Copy out the records that appear below, exactly as each one reads.
========================
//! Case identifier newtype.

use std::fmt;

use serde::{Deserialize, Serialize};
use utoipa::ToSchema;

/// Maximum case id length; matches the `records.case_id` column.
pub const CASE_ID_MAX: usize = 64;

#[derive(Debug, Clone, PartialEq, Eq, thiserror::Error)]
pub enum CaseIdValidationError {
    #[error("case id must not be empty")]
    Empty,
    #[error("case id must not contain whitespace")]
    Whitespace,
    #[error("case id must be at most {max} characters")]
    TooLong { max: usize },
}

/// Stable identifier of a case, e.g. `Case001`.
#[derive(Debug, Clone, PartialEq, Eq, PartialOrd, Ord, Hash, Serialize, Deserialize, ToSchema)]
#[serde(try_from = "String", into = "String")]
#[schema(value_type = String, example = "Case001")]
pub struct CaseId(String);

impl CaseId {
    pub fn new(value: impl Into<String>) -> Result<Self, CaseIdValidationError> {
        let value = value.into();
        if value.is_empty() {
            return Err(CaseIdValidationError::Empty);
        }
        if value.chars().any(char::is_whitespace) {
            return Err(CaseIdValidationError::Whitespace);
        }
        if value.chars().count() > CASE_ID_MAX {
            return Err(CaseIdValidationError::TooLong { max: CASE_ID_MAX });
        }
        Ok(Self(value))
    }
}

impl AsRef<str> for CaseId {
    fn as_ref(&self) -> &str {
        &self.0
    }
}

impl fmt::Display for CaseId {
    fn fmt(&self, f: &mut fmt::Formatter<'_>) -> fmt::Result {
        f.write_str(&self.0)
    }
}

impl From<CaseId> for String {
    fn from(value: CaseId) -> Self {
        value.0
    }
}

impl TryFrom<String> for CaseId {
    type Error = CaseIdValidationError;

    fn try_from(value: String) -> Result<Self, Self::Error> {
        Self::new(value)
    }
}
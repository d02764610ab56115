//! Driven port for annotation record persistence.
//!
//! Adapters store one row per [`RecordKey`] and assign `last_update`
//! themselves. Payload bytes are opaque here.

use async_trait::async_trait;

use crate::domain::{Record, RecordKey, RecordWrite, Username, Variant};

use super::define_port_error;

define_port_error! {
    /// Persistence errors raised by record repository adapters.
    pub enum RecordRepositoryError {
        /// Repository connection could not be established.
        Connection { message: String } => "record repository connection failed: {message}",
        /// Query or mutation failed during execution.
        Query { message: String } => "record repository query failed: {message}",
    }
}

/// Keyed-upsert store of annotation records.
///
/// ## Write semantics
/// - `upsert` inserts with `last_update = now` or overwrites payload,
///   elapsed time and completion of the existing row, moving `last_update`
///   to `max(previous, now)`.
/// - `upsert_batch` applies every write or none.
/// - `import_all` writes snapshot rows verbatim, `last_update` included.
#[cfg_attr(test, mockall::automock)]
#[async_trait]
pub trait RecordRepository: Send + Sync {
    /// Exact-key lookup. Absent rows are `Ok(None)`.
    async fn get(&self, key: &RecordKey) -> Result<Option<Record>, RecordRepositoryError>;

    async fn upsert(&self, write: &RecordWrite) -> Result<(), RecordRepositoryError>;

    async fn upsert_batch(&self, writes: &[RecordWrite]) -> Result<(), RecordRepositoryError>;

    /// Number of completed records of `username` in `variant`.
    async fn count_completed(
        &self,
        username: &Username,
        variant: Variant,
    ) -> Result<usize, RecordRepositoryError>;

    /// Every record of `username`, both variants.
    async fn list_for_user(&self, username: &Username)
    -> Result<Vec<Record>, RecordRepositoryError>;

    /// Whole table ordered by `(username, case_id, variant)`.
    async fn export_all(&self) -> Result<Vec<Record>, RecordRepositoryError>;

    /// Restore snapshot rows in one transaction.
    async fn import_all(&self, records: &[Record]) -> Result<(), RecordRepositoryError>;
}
========================
**OUTPUT FOR THIS EXERCISE**.
//! Case identifier newtype.

use std::fmt;

use serde::{Deserialize, Serialize};
use utoipa::ToSchema;

/// Maximum case id length; matches the `records.case_id` column.
pub const CASE_ID_MAX: usize = 64;

#[derive(Debug, Clone, PartialEq, Eq, thiserror::Error)]
pub enum CaseIdValidationError {
    #[error("case id must not be empty")]
    Empty,
    #[error("case id must not contain whitespace")]
    Whitespace,
    #[error("case id must be at most {max} characters")]
    TooLong { max: usize },
}

/// Stable identifier of a case, e.g. `Case001`.
#[derive(Debug, Clone, PartialEq, Eq, PartialOrd, Ord, Hash, Serialize, Deserialize, ToSchema)]
#[serde(try_from = "String", into = "String")]
#[schema(value_type = String, example = "Case001")]
pub struct CaseId(String);

impl CaseId {
    pub fn new(value: impl Into<String>) -> Result<Self, CaseIdValidationError> {
        let value = value.into();
        if value.is_empty() {
            return Err(CaseIdValidationError::Empty);
        }
        if value.chars().any(char::is_whitespace) {
            return Err(CaseIdValidationError::Whitespace);
        }
        if value.chars().count() > CASE_ID_MAX {
            return Err(CaseIdValidationError::TooLong { max: CASE_ID_MAX });
        }
        Ok(Self(value))
    }
}

impl AsRef<str> for CaseId {
    fn as_ref(&self) -> &str {
        &self.0
    }
}

impl fmt::Display for CaseId {
    fn fmt(&self, f: &mut fmt::Formatter<'_>) -> fmt::Result {
        f.write_str(&self.0)
    }
}

impl From<CaseId> for String {
    fn from(value: CaseId) -> Self {
        value.0
    }
}

impl TryFrom<String> for CaseId {
    type Error = CaseIdValidationError;

    fn try_from(value: String) -> Result<Self, Self::Error> {
        Self::new(value)
    }
}
repository d02764610ab56115
//! Driven port for annotation record persistence.
//!
//! Adapters store one row per [`RecordKey`] and assign `last_update`
//! themselves. Payload bytes are opaque here.

use async_trait::async_trait;

use crate::domain::{Record, RecordKey, RecordWrite, Username, Variant};

use super::define_port_error;

define_port_error! {
    /// Persistence errors raised by record repository adapters.
    pub enum RecordRepositoryError {
        /// Repository connection could not be established.
        Connection { message: String } => "record repository connection failed: {message}",
        /// Query or mutation failed during execution.
        Query { message: String } => "record repository query failed: {message}",
    }
}

/// Keyed-upsert store of annotation records.
///
/// ## Write semantics
/// - `upsert` inserts with `last_update = now` or overwrites payload,
///   elapsed time and completion of the existing row, moving `last_update`
///   to `max(previous, now)`.
/// - `upsert_batch` applies every write or none.
/// - `import_all` writes snapshot rows verbatim, `last_update` included.
#[cfg_attr(test, mockall::automock)]
#[async_trait]
pub trait RecordRepository: Send + Sync {
    /// Exact-key lookup. Absent rows are `Ok(None)`.
    async fn get(&self, key: &RecordKey) -> Result<Option<Record>, RecordRepositoryError>;

    async fn upsert(&self, write: &RecordWrite) -> Result<(), RecordRepositoryError>;

    async fn upsert_batch(&self, writes: &[RecordWrite]) -> Result<(), RecordRepositoryError>;

    /// Number of completed records of `username` in `variant`.
    async fn count_completed(
        &self,
        username: &Username,
        variant: Variant,
    ) -> Result<usize, RecordRepositoryError>;

    /// Every record of `username`, both variants.
    async fn list_for_user(&self, username: &Username)
    -> Result<Vec<Record>, RecordRepositoryError>;

    /// Whole table ordered by `(username, case_id, variant)`.
    async fn export_all(&self) -> Result<Vec<Record>, RecordRepositoryError>;

    /// Restore snapshot rows in one transaction.
    async fn import_all(&self, records: &[Record]) -> Result<(), RecordRepositoryError>;
}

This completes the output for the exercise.